Stone fruits are categorized by the pits found in their core. Think cherry, apricot, plum, peach, mango . . . even olives are considered stone fruits. In botany they are known as drupes and the stone contains the seed while the outer flesh and sugar is what the plant uses to coax a member of the animal kingdom to eat it and spread its seed afar. And of course we as winemakers can use the sugar, plus some yeast, to produce wine. Let’s run through some of the main concepts for crafting wines with stone fruit.
Sourcing The Stones
Just like with grape wines, there is a whole range of possible routes you can take: Fresh fruit, frozen fruit, juices, purees, concentrates, etc. Using locally picked or homegrown fresh fruit is generally seen as the pinnacle, but frozen fruit is a close second, as they will be picked at the height of ripeness before being frozen. Fresh fruit found at the grocery store will often have been picked well before ripeness in order to allow the fruit to ripen during shipping, which means it wasn’t allowed to fully mature in character.
Aseptic juices are another really good pick as they are about as close to fresh juices as possible without having to deal with the actual fruit. An example of aseptic juice we are all familiar with is not-from-concentrate orange juice. Buying locally sourced, unpasteurized, refrigerated juice is typically the best juice though. You can make wine from pasteurized juice, but the pasteurization process does drive-off or chemically alter delicate aromatics.

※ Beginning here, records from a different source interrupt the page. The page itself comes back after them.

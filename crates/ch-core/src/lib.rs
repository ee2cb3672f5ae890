//! Shared primitives used across Chromite crates.

use core::fmt;

/// Result alias used across the workspace.
pub type ChromeResult<T> = Result<T, ChromeError>;

/// Top-level error type for the chrome engine.
#[derive(Debug, Clone, PartialEq, Eq)]
pub struct ChromeError {
    pub code: &'static str,
    pub message: String,
}

impl ChromeError {
    pub fn new(code: &'static str, message: impl Into<String>) -> Self {
        Self {
            code,
            message: message.into(),
        }
    }
}

impl fmt::Display for ChromeError {
    fn fmt(&self, f: &mut fmt::Formatter<'_>) -> fmt::Result {
        write!(f, "{}: {}", self.code, self.message)
    }
}

impl std::error::Error for ChromeError {}

/// Viewport snapshot fed to viewport-sensitive controllers.
///
/// Only the width matters to the chrome rules; narrowness is decided against
/// the configured mobile breakpoint.
#[derive(Debug, Clone, Copy, PartialEq, Eq)]
pub struct Viewport {
    pub width: u32,
}

impl Viewport {
    pub fn new(width: u32) -> Self {
        Self { width }
    }

    pub fn is_narrow(self, breakpoint: u32) -> bool {
        self.width <= breakpoint
    }
}

/// Default mobile breakpoint in CSS pixels, matching the site stylesheets.
pub const MOBILE_BREAKPOINT: u32 = 720;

Next up are concentrates, which can make good wines if used properly but are often better used to enhance the fruit character in the backsweetening process. If you want to give a fruit boost to an apple cider, the easiest thing to do is add in a can of frozen concentrate from the grocery store after stabilizing but before bottling. Unfortunately it’s not as easy to source a peach or plum juice frozen concentrate, but a range of concentrates typically are available at larger wine supply stores.

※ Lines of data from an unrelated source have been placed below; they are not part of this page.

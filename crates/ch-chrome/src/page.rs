//! Post-injection page fixups.
//!
//! Small one-shot passes that run right after the partials land: dropping
//! legacy footer markup that pages still carry inline, propagating the lead
//! heading's color to the header theme variable, and stamping the footer
//! year.

use ch_dom::Document;
use ch_dom::NodeId;

const TITLE_COLOR_PROPERTY: &str = "--site-title-color";

/// Removes pre-partial footer markup: social blocks and footers that are
/// not part of (or inside) the injected `#site-footer` slot.
pub fn cleanup_legacy_footer(doc: &mut Document) {
    let mut doomed = Vec::new();

    for section in doc.elements_by_class_in(doc.root(), "social-section") {
        if closest_footer_slot(doc, section).is_none() {
            doomed.push(section);
        }
    }

    for footer in doc.elements_by_tag("footer") {
        if doc.has_class(footer, "site-footer") || closest_footer_slot(doc, footer).is_some() {
            continue;
        }
        doomed.push(footer);
    }

    for id in doomed {
        doc.remove(id);
    }
}

fn closest_footer_slot(doc: &Document, id: NodeId) -> Option<NodeId> {
    doc.closest(id, |doc, candidate| {
        doc.attr(candidate, "id") == Some("site-footer")
    })
}

/// Samples the first heading's inline color and exposes it as the header
/// theme variable on the root element. Transparent colors are left alone.
pub fn apply_title_color(doc: &mut Document) {
    let heading = doc.descendant_elements(doc.root()).into_iter().find(|&id| {
        doc.tag(id)
            .is_some_and(|tag| matches!(tag, "h1" | "h2" | "h3"))
    });
    let Some(heading) = heading else {
        return;
    };

    let Some(color) = doc
        .attr(heading, "style")
        .and_then(|style| declaration_value(style, "color"))
    else {
        return;
    };

    let transparent = ["transparent", "rgba(0, 0, 0, 0)", "rgba(0,0,0,0)"];
    if transparent.contains(&color.trim().to_lowercase().as_str()) {
        return;
    }

    let target = doc
        .elements_by_tag("html")
        .first()
        .copied()
        .unwrap_or_else(|| doc.root());
    set_style_property(doc, target, TITLE_COLOR_PROPERTY, &color);
}

/// Stamps the current year into the `#year` placeholder, if present.
pub fn stamp_footer_year(doc: &mut Document, year: i16) {
    if let Some(slot) = doc.element_by_id("year") {
        doc.set_text(slot, &year.to_string());
    }
}

/// Last value of a declaration inside an inline style string.
fn declaration_value(style: &str, property: &str) -> Option<String> {
    let mut found = None;
    for declaration in style.split(';') {
        let Some((name, value)) = declaration.split_once(':') else {
            continue;
        };
        if name.trim().eq_ignore_ascii_case(property) {
            let value = value.trim();
            if !value.is_empty() {
                found = Some(value.to_owned());
            }
        }
    }
    found
}

/// Sets or replaces one declaration in an element's inline style.
fn set_style_property(doc: &mut Document, id: NodeId, property: &str, value: &str) {
    let existing = doc.attr(id, "style").unwrap_or_default();
    let mut declarations: Vec<String> = existing
        .split(';')
        .filter_map(|declaration| {
            let trimmed = declaration.trim();
            if trimmed.is_empty() {
                return None;
            }
            let keep = trimmed
                .split_once(':')
                .is_none_or(|(name, _)| !name.trim().eq_ignore_ascii_case(property));
            keep.then(|| trimmed.to_owned())
        })
        .collect();
    declarations.push(format!("{property}: {value}"));
    doc.set_attr(id, "style", &declarations.join("; "));
}

#[cfg(test)]
mod tests {
    use super::apply_title_color;
    use super::cleanup_legacy_footer;
    use super::stamp_footer_year;
    use ch_dom::Document;

    #[test]
    fn cleanup_drops_legacy_footers_and_social_blocks() {
        let mut doc = Document::parse(
            r#"<div class="social-section" id="legacy-social"></div>
               <footer id="legacy-footer">old</footer>
               <div id="site-footer">
                 <footer class="site-footer">
                   <div class="social-section" id="kept-social"></div>
                 </footer>
               </div>"#,
        );

        cleanup_legacy_footer(&mut doc);

        assert!(doc.element_by_id("legacy-social").is_none());
        assert!(doc.element_by_id("legacy-footer").is_none());
        assert!(doc.element_by_id("kept-social").is_some());
        assert!(doc.first_element_by_class("site-footer").is_some());
    }

    #[test]
    fn standalone_site_footer_survives_cleanup() {
        let mut doc = Document::parse(r#"<footer class="site-footer">keep</footer>"#);
        cleanup_legacy_footer(&mut doc);
        assert!(doc.first_element_by_class("site-footer").is_some());
    }

    #[test]
    fn title_color_lands_on_the_html_element() {
        let mut doc = Document::parse(
            r#"<html><body>
                 <h2 style="margin: 0; color: rgb(20, 40, 60)">Title</h2>
               </body></html>"#,
        );
        apply_title_color(&mut doc);

        let html = match doc.elements_by_tag("html").first().copied() {
            Some(id) => id,
            None => panic!("html element should parse"),
        };
        let style = doc.attr(html, "style").unwrap_or_default();
        assert!(style.contains("--site-title-color: rgb(20, 40, 60)"));
    }

    #[test]
    fn transparent_title_color_is_ignored() {
        let mut doc = Document::parse(
            r#"<html><h1 style="color: rgba(0, 0, 0, 0)">Ghost</h1></html>"#,
        );
        apply_title_color(&mut doc);
        let html = match doc.elements_by_tag("html").first().copied() {
            Some(id) => id,
            None => panic!("html element should parse"),
        };
        assert_eq!(doc.attr(html, "style"), None);
    }

    #[test]
    fn heading_without_inline_color_is_ignored() {
        let mut doc = Document::parse("<html><h1>Plain</h1></html>");
        apply_title_color(&mut doc);
        let html = match doc.elements_by_tag("html").first().copied() {
            Some(id) => id,
            None => panic!("html element should parse"),
        };
        assert_eq!(doc.attr(html, "style"), None);
    }

    #[test]
    fn year_stamp_fills_the_placeholder() {
        let mut doc = Document::parse(r#"<span id="year"></span>"#);
        stamp_footer_year(&mut doc, 2026);
        let year = match doc.element_by_id("year") {
            Some(id) => id,
            None => panic!("year slot should parse"),
        };
        assert_eq!(doc.text_content(year), "2026");
    }

    #[test]
    fn missing_year_placeholder_is_skipped() {
        let mut doc = Document::parse("<main></main>");
        stamp_footer_year(&mut doc, 2026);
        assert!(doc.element_by_id("year").is_none());
    }
}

There are extracts and flavorings available as well, which can come in handy if your wine needs a boost of fruit character or you’re looking to simply add an element of a fruit’s character to a grape wine. For example, adding a little blueberry extract to a white Merlot might elevate that porch-sipper a level.
Keys to Stone Fruit Wines
There are two things that have to be discussed when dealing with any wines outside of those produced by Vitis vinifera grapes: Starting Brix and acidity (pH). While stone fruits generally have lower sugar levels than wine grapes, they’re often not too far behind and only moderate chaptalization (the addition of sugar) may be required to bring the alcohol levels up to standard wine strength. For example, let’s say vinifera grapes are roughly 23 °Brix (23% sugar) when harvested; mangoes are typically 14 °Brix, cherries and plums are generally 13 °Brix, and standard peaches are 8 °Brix (these are highly variable though). Compare that to raspberries that are more typically 4 °Brix while strawberries are around 5 °Brix. Chaptalization is typically still recommended for stone fruit wines because higher alcohol wines are less susceptible to microbial problems.

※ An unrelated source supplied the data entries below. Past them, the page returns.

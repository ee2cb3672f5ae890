//! Page event dispatch.
//!
//! The host feeds page events in arrival order; the dispatcher reproduces
//! the propagation rules the controllers were written against. Clicks on
//! the submenu and search toggles stop propagation, so document-level
//! outside-click handling in the *other* controllers must not observe them.
//! Checking who consumes the click happens before any handler mutates the
//! document.

use ch_core::Viewport;
use ch_dom::NodeId;

use crate::bootstrap::ChromeRuntime;

/// Keyboard keys the chrome reacts to.
#[derive(Debug, Clone, Copy, PartialEq, Eq)]
pub enum Key {
    Escape,
    Other,
}

/// One page event, as observed by the host.
#[derive(Debug, Clone, PartialEq)]
pub enum PageEvent {
    /// A click; `None` targets mean the click landed outside any element
    /// the chrome tracks.
    Click { target: Option<NodeId> },
    Keydown { key: Key },
    Input { target: NodeId, value: String },
    /// A scroll event. At most one frame evaluation is pending at a time;
    /// scrolls arriving while one is pending coalesce into it.
    Scroll { y: f64 },
    /// An animation frame, carrying the scroll offset at frame time.
    Frame { y: f64 },
    Resize { width: u32 },
}

impl ChromeRuntime {
    /// Feeds one event through every interested controller.
    pub fn dispatch(&mut self, event: PageEvent) {
        match event {
            PageEvent::Click { target } => self.dispatch_click(target),
            PageEvent::Keydown { key: Key::Escape } => {
                if let Some(nav) = self.nav.as_mut() {
                    nav.on_escape(&mut self.doc);
                }
                if let Some(search) = self.search.as_mut() {
                    search.on_escape(&mut self.doc);
                }
            }
            PageEvent::Keydown { .. } => {}
            PageEvent::Input { target, value } => {
                if let Some(search) = self.search.as_mut() {
                    search.on_input(&mut self.doc, target, &value);
                }
            }
            PageEvent::Scroll { y: _ } => {
                if let Some(scroll) = self.scroll.as_mut() {
                    scroll.on_scroll();
                }
            }
            PageEvent::Frame { y } => {
                if let Some(scroll) = self.scroll.as_mut() {
                    scroll.on_frame(&mut self.doc, y);
                }
            }
            PageEvent::Resize { width } => {
                self.viewport = Viewport::new(width);
                let viewport = self.viewport;
                if let Some(nav) = self.nav.as_mut() {
                    nav.on_resize(&mut self.doc, viewport);
                }
            }
        }
    }

    fn dispatch_click(&mut self, target: Option<NodeId>) {
        let nav_consumes = target.is_some_and(|target| {
            self.nav
                .as_ref()
                .is_some_and(|nav| nav.consumes_click(&self.doc, target))
        });
        let search_consumes = target.is_some_and(|target| {
            self.search
                .as_ref()
                .is_some_and(|search| search.consumes_click(&self.doc, target))
        });

        let viewport = self.viewport;
        if nav_consumes {
            if let Some(nav) = self.nav.as_mut() {
                nav.on_click(&mut self.doc, target, viewport);
            }
            return;
        }
        if search_consumes {
            if let Some(search) = self.search.as_mut() {
                search.on_click(&mut self.doc, target);
            }
            return;
        }

        if let Some(nav) = self.nav.as_mut() {
            nav.on_click(&mut self.doc, target, viewport);
        }
        if let Some(search) = self.search.as_mut() {
            search.on_click(&mut self.doc, target);
        }
    }
}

Acidity may also be an issue needing to be addressed. If you have the ability to test for pH it is recommended for microbial stability issues. Targeting white wine’s pH levels of 3.2–3.4 is a good starting point as most of these wines will have low to no polyphenols to help stabilize the wine. Malic acid is the main acid of stone fruits and it’s recommended to sulfite your wine after fermentation to suppress possible malolactic bacteria activity.
This was my first love in the fruit wine category. Sour cherries (sometimes called tart cherries) are the preferred cherry type for making wine. Sugar levels in this category can range from 8 °Brix up to 22 °Brix depending on variety and growing season. Total acidity typically ranges from 1.3–2.3 g/L. These numbers are a pretty good starting place for winemaking. Add in the fact that cherries provide a modest level of polyphenols, and it is easy to make the case for why cherry wine is so popular. Sweet cherries can also be used; the main difference between the two is that sweet cherries have less acidity and higher pH. Be sure that pits are discarded prior to fermentation if using fresh fruits as cherry pits (and some other stone fruit pits) contain low concentrations of a compound that can be converted to toxic hydrogen cyanide.
While generally lower in sugar than cherries, peaches and nectarines are another great choice for a stone fruit wine. Since their character is a little more subtle, they can make great blending partners with white grape wines. Extracts and flavorings can be utilized as well if fruit character is lacking after fermentation and aging. Fully ripened peaches and nectarines can allow sugar levels to get up towards 14 °Brix in some varieties, while pH levels generally range from 3.3 up to 4.1. Supplemental yeast nutrients are highly recommended for peach and nectarine wines.
Like cherries, plums do contain some polyphenolic compounds and ripe plums typically come in with similar sugar levels starting around 9 °Brix and ranging up to 20 °Brix, depending on variety. Their pH levels do have a high variability; from as low as 2.8 all the way up to 4.3, so getting a pH reading of your juice is important.